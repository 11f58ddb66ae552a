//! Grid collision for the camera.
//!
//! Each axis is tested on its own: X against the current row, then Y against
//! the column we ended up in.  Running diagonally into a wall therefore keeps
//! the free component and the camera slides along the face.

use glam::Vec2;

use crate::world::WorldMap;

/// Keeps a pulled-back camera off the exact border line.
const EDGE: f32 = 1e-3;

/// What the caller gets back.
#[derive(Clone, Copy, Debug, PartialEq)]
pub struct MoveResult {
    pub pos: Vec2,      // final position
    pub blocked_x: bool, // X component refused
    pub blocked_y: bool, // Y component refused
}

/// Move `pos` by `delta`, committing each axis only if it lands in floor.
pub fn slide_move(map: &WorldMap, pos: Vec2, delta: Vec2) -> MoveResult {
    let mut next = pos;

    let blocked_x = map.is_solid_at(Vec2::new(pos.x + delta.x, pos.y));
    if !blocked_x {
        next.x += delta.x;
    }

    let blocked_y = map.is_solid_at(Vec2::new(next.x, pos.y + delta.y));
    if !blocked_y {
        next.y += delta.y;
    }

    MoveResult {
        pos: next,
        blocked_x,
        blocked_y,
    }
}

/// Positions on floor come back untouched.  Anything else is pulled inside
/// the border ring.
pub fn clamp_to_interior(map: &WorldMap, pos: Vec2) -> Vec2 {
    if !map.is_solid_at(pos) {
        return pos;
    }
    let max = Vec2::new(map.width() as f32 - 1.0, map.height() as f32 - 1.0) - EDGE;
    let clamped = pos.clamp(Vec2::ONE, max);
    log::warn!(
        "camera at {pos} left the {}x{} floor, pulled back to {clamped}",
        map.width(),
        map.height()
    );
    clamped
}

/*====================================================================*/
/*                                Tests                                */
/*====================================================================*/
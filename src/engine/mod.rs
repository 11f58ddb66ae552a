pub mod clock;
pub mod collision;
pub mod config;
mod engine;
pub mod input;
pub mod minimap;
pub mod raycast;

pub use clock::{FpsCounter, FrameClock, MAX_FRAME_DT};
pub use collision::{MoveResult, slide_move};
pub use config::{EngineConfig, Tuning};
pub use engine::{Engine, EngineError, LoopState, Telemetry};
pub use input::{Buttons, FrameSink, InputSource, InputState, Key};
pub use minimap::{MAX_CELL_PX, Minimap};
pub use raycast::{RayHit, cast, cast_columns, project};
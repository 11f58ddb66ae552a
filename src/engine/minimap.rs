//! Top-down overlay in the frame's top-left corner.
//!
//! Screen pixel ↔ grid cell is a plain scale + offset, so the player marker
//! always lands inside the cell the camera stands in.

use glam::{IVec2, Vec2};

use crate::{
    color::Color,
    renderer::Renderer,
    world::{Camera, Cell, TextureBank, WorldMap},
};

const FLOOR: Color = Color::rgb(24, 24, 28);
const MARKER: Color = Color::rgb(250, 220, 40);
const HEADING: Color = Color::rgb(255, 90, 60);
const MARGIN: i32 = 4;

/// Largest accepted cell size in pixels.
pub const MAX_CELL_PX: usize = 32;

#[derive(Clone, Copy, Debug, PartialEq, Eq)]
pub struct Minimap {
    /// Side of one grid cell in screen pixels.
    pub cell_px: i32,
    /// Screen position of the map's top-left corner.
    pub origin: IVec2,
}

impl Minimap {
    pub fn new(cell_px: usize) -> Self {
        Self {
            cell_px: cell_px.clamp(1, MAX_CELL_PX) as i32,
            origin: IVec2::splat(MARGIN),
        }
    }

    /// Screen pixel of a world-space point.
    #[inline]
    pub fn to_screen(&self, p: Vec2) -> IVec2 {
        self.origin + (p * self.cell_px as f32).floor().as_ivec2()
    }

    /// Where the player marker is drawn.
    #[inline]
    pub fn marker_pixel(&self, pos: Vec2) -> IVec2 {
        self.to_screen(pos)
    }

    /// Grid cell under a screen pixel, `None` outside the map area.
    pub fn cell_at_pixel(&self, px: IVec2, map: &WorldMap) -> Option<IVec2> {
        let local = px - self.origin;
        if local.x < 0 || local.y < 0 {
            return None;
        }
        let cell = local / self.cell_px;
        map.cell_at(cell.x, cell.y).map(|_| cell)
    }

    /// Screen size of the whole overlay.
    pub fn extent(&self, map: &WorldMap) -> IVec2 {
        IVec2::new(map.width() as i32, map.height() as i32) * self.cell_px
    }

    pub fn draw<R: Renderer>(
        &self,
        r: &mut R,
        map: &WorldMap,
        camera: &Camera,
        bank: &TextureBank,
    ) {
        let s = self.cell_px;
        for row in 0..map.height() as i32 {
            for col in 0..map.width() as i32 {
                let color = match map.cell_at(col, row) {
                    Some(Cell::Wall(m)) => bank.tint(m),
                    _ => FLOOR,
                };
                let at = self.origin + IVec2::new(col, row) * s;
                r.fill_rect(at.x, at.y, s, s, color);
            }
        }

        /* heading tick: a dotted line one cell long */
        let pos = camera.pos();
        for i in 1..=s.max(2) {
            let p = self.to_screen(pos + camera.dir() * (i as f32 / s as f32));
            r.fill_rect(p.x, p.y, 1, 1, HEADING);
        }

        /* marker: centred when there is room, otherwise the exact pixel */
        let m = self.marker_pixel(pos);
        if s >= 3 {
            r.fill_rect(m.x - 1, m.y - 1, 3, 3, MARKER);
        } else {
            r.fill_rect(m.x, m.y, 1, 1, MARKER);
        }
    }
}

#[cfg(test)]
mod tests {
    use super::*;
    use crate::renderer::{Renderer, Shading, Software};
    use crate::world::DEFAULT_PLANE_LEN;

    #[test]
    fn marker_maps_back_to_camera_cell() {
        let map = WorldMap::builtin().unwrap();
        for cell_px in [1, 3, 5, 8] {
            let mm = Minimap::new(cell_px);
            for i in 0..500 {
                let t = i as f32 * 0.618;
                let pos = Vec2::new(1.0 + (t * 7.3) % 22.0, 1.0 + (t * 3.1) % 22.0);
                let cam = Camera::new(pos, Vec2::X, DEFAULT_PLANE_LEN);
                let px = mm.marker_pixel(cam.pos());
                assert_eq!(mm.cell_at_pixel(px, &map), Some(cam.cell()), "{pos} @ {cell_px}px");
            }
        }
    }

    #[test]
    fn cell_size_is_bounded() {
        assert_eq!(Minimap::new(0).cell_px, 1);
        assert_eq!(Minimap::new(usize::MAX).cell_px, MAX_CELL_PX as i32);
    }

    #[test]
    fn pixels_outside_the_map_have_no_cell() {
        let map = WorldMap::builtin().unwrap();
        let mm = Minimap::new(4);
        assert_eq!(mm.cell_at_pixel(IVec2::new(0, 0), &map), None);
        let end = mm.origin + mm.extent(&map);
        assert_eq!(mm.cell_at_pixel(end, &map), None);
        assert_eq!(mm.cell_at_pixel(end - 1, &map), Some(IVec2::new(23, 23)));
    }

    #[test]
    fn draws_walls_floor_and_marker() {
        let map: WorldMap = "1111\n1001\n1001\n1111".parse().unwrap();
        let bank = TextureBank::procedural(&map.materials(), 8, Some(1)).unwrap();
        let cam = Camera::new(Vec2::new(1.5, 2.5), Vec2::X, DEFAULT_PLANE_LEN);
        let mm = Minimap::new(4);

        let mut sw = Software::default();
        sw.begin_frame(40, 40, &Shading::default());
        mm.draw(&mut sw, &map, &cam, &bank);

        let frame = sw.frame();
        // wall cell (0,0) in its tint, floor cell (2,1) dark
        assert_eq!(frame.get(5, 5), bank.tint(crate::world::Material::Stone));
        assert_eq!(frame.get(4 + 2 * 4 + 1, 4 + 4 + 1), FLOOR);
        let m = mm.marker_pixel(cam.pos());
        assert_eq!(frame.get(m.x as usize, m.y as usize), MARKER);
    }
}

____________

- WORK TASK
Pull each line containing "unwrap" from the records.

- WRITTEN SOLUTION
        let map = WorldMap::builtin().unwrap();
        let map = WorldMap::builtin().unwrap();
        let map: WorldMap = "1111\n1001\n1001\n1111".parse().unwrap();
        let bank = TextureBank::procedural(&map.materials(), 8, Some(1)).unwrap();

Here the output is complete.